Records for this exercise –
=======

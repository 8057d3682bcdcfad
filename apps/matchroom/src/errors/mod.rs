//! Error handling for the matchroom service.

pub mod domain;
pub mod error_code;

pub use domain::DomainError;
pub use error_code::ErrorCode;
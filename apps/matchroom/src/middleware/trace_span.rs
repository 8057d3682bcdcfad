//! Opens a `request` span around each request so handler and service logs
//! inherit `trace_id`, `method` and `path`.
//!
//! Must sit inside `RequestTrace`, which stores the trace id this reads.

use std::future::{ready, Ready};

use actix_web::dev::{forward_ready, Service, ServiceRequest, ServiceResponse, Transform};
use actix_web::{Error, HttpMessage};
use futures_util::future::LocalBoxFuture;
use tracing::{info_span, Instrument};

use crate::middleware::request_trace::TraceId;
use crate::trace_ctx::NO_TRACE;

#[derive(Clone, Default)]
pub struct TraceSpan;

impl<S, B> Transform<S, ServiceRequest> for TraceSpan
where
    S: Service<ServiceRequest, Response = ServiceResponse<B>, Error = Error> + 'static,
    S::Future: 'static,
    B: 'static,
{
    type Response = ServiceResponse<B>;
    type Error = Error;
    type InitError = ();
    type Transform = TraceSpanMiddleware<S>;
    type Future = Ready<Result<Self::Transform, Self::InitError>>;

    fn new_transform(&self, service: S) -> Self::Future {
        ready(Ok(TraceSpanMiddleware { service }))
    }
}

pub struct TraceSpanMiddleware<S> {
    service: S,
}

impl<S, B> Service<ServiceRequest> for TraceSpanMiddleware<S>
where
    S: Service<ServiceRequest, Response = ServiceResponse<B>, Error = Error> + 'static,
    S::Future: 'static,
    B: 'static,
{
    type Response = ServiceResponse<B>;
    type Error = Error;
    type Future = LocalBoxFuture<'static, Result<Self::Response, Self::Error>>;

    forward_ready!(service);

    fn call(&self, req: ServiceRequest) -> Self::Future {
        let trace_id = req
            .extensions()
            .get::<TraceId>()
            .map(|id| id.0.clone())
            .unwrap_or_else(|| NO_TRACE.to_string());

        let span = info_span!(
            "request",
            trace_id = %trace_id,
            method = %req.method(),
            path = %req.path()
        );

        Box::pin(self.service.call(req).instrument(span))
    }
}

=======

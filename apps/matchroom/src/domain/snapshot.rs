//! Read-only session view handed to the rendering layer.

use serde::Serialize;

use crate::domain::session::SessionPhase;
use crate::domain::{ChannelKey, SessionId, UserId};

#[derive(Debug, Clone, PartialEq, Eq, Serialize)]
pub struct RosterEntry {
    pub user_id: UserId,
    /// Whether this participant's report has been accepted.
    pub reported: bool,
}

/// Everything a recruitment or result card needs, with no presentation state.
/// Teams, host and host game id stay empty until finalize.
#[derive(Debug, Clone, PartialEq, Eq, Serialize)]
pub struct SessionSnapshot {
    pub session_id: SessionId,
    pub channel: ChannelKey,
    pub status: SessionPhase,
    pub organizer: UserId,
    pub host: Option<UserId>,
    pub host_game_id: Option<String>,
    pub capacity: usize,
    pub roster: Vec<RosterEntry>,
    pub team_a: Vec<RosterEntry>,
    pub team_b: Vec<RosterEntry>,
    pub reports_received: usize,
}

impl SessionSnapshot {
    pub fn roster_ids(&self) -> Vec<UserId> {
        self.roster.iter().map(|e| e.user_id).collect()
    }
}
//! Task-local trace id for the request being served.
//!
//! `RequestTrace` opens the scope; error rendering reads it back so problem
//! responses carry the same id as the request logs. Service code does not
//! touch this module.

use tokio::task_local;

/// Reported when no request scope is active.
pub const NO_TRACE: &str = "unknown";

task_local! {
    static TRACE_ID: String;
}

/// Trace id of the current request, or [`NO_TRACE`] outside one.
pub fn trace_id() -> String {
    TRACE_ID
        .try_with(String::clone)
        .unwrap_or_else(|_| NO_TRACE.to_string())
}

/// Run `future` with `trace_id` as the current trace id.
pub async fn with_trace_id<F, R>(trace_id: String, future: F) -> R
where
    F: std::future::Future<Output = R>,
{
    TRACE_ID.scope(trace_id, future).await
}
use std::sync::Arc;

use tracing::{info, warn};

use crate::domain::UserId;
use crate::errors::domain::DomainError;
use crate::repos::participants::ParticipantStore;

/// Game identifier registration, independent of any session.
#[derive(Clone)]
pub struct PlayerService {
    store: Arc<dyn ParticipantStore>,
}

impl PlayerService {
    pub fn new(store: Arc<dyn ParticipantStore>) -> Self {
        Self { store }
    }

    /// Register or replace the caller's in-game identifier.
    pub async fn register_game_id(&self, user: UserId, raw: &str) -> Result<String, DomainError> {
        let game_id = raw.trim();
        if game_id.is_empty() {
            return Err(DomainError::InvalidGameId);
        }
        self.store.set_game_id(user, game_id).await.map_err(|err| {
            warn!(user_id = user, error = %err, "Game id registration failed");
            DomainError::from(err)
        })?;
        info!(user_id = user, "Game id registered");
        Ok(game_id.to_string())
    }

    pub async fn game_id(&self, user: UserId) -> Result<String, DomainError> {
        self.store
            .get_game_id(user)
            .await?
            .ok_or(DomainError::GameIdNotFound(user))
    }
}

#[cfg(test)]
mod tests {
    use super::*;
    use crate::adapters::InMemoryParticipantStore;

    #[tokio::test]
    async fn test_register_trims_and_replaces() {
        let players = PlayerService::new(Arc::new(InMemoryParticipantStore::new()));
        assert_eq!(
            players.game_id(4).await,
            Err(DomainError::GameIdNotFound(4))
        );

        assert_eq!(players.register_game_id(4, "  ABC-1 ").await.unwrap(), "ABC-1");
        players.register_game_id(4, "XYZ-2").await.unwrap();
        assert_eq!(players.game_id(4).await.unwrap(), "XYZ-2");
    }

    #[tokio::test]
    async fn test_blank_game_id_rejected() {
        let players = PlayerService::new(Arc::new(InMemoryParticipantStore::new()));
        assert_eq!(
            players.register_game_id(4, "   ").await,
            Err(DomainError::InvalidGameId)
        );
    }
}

=======

Aim of the exercise –
Respond with one number only: how many lines of the data contain "SessionPhase".

Solution for this problem –
2